Check you config dovecot.conf
Find out under which user stats is running (here it's divecot/wheel):

Code: [Select]
service stats {
  unix_listener stats-reader {
    user = dovecot
    group = wheel
    mode = 0660
  }
  unix_listener stats-writer {
    user = dovecot
    group = wheel
    mode = 0660
  }
}
Root cause:

The user who start doveadm is not a member of the group under the service stats is running. That's why when you or some service try to access stats-writer which you run under dovecot:wheel you receive this error.

If you change the service to run under group where this user is member it will have access to the stats.
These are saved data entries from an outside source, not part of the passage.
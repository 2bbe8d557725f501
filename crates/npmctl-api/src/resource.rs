// Resource collection HTTP client
//
// Generic authenticated CRUD against one collection endpoint below
// `/api/nginx/`. Knows nothing about certificates or proxy hosts beyond
// the collection path; payloads go out as whatever the caller serializes.

use reqwest::StatusCode;
use reqwest::header::{AUTHORIZATION, CONTENT_TYPE, HeaderValue};
use serde::Serialize;
use serde_json::Value;
use strum::Display;
use tracing::debug;
use url::Url;

use crate::auth::Token;
use crate::error::Error;
use crate::model::{RemoteItem, domain_names_of};
use crate::transport::TransportConfig;

/// A remote collection of same-typed items.
#[derive(Debug, Clone, Copy, PartialEq, Eq, Display)]
pub enum Collection {
    #[strum(serialize = "certificates")]
    Certificates,
    #[strum(serialize = "proxy-hosts")]
    ProxyHosts,
}

/// Authenticated CRUD client for one [`Collection`].
///
/// Every mutating call hits the server exactly once; nothing is retried.
/// A response with any status other than the one the call expects fails
/// with [`Error::UnexpectedStatus`] carrying the raw body.
pub struct ResourceClient {
    http: reqwest::Client,
    token: Token,
    collection: Collection,
}

impl ResourceClient {
    /// Create a client with its own `reqwest::Client` built from `transport`.
    pub fn new(
        token: Token,
        collection: Collection,
        transport: &TransportConfig,
    ) -> Result<Self, Error> {
        let http = transport.build_client()?;
        Ok(Self::with_client(http, token, collection))
    }

    /// Create a client around a pre-built `reqwest::Client`.
    pub fn with_client(http: reqwest::Client, token: Token, collection: Collection) -> Self {
        Self {
            http,
            token,
            collection,
        }
    }

    pub fn collection(&self) -> Collection {
        self.collection
    }

    // ── URL builders ─────────────────────────────────────────────────

    fn collection_url(&self) -> Result<Url, Error> {
        self.token.api_url(&format!("nginx/{}", self.collection))
    }

    fn item_url(&self, id: i64) -> Result<Url, Error> {
        self.token.api_url(&format!("nginx/{}/{id}", self.collection))
    }

    // ── Request helpers ──────────────────────────────────────────────

    fn request(
        &self,
        method: reqwest::Method,
        url: Url,
    ) -> Result<reqwest::RequestBuilder, Error> {
        let mut auth = HeaderValue::from_str(&self.token.authorization()).map_err(|e| {
            Error::Authentication {
                message: format!("invalid token header value: {e}"),
            }
        })?;
        auth.set_sensitive(true);
        Ok(self
            .http
            .request(method, url)
            .header(AUTHORIZATION, auth)
            .header(CONTENT_TYPE, "application/json"))
    }

    /// Check the status against `expected`, then decode the body as JSON.
    async fn expect_json(resp: reqwest::Response, expected: StatusCode) -> Result<Value, Error> {
        let status = resp.status();
        let body = resp.text().await?;
        if status != expected {
            return Err(Error::UnexpectedStatus {
                status: status.as_u16(),
                body,
            });
        }
        serde_json::from_str(&body).map_err(|e| {
            let preview: String = body.chars().take(200).collect();
            Error::Deserialization {
                message: format!("{e} (body preview: {preview:?})"),
                body: body.clone(),
            }
        })
    }

    // ── Operations ───────────────────────────────────────────────────

    /// Fetch the full collection listing. `GET /api/nginx/{collection}`
    pub async fn list(&self) -> Result<Vec<Value>, Error> {
        let url = self.collection_url()?;
        debug!("GET {url}");

        let resp = self.request(reqwest::Method::GET, url)?.send().await?;
        match Self::expect_json(resp, StatusCode::OK).await? {
            Value::Array(items) => Ok(items),
            other => Err(Error::Deserialization {
                message: "expected a JSON array listing".into(),
                body: other.to_string(),
            }),
        }
    }

    /// Find the item serving `domain`.
    ///
    /// Linear scan in listing order; the first entry whose `domain_names`
    /// contains `domain` wins. Duplicates further down are ignored.
    pub async fn search(&self, domain: &str) -> Result<Option<RemoteItem>, Error> {
        let items = self.list().await?;
        let mut matching = items
            .into_iter()
            .filter(|item| domain_names_of(item).iter().any(|d| d == domain));
        let first = matching.next();
        debug!(
            collection = %self.collection,
            domain,
            matches = usize::from(first.is_some()) + matching.count(),
            "searched collection"
        );

        first.map(RemoteItem::try_from).transpose()
    }

    /// `POST /api/nginx/{collection}`, expecting `201 Created`.
    pub async fn create<B: Serialize + Sync>(&self, payload: &B) -> Result<RemoteItem, Error> {
        let url = self.collection_url()?;
        debug!("POST {url}");

        let resp = self
            .request(reqwest::Method::POST, url)?
            .json(payload)
            .send()
            .await?;
        RemoteItem::try_from(Self::expect_json(resp, StatusCode::CREATED).await?)
    }

    /// `PUT /api/nginx/{collection}/{id}`, expecting `200 OK`.
    pub async fn update<B: Serialize + Sync>(
        &self,
        id: i64,
        payload: &B,
    ) -> Result<RemoteItem, Error> {
        let url = self.item_url(id)?;
        debug!("PUT {url}");

        let resp = self
            .request(reqwest::Method::PUT, url)?
            .json(payload)
            .send()
            .await?;
        RemoteItem::try_from(Self::expect_json(resp, StatusCode::OK).await?)
    }

    /// `DELETE /api/nginx/{collection}/{id}`, expecting `200 OK`.
    ///
    /// Returns the decoded response body as-is; depending on the server
    /// version that is the deleted object or a bare `true`.
    pub async fn delete(&self, id: i64) -> Result<Value, Error> {
        let url = self.item_url(id)?;
        debug!("DELETE {url}");

        let resp = self.request(reqwest::Method::DELETE, url)?.send().await?;
        Self::expect_json(resp, StatusCode::OK).await
    }
}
So some process (imap maybe) is trying to access the stats-writer and this process is running under another user and that's why you get this access denied message.

Solution:
You can allow all users to have access to stats-writer by changing the mode to 0666 (which is not good) or change the group under the stats-writer is running to "mail" (change to real group name you use) and add all services that need to have access to the stats to that group.

Actually for me the working config is:
Code: [Select]
service stats {
   unix_listener stats {
     mode = 0662
   }
}
but it may not work for you as I'm using root.

So you better to adjust to the real group of the stats-writer.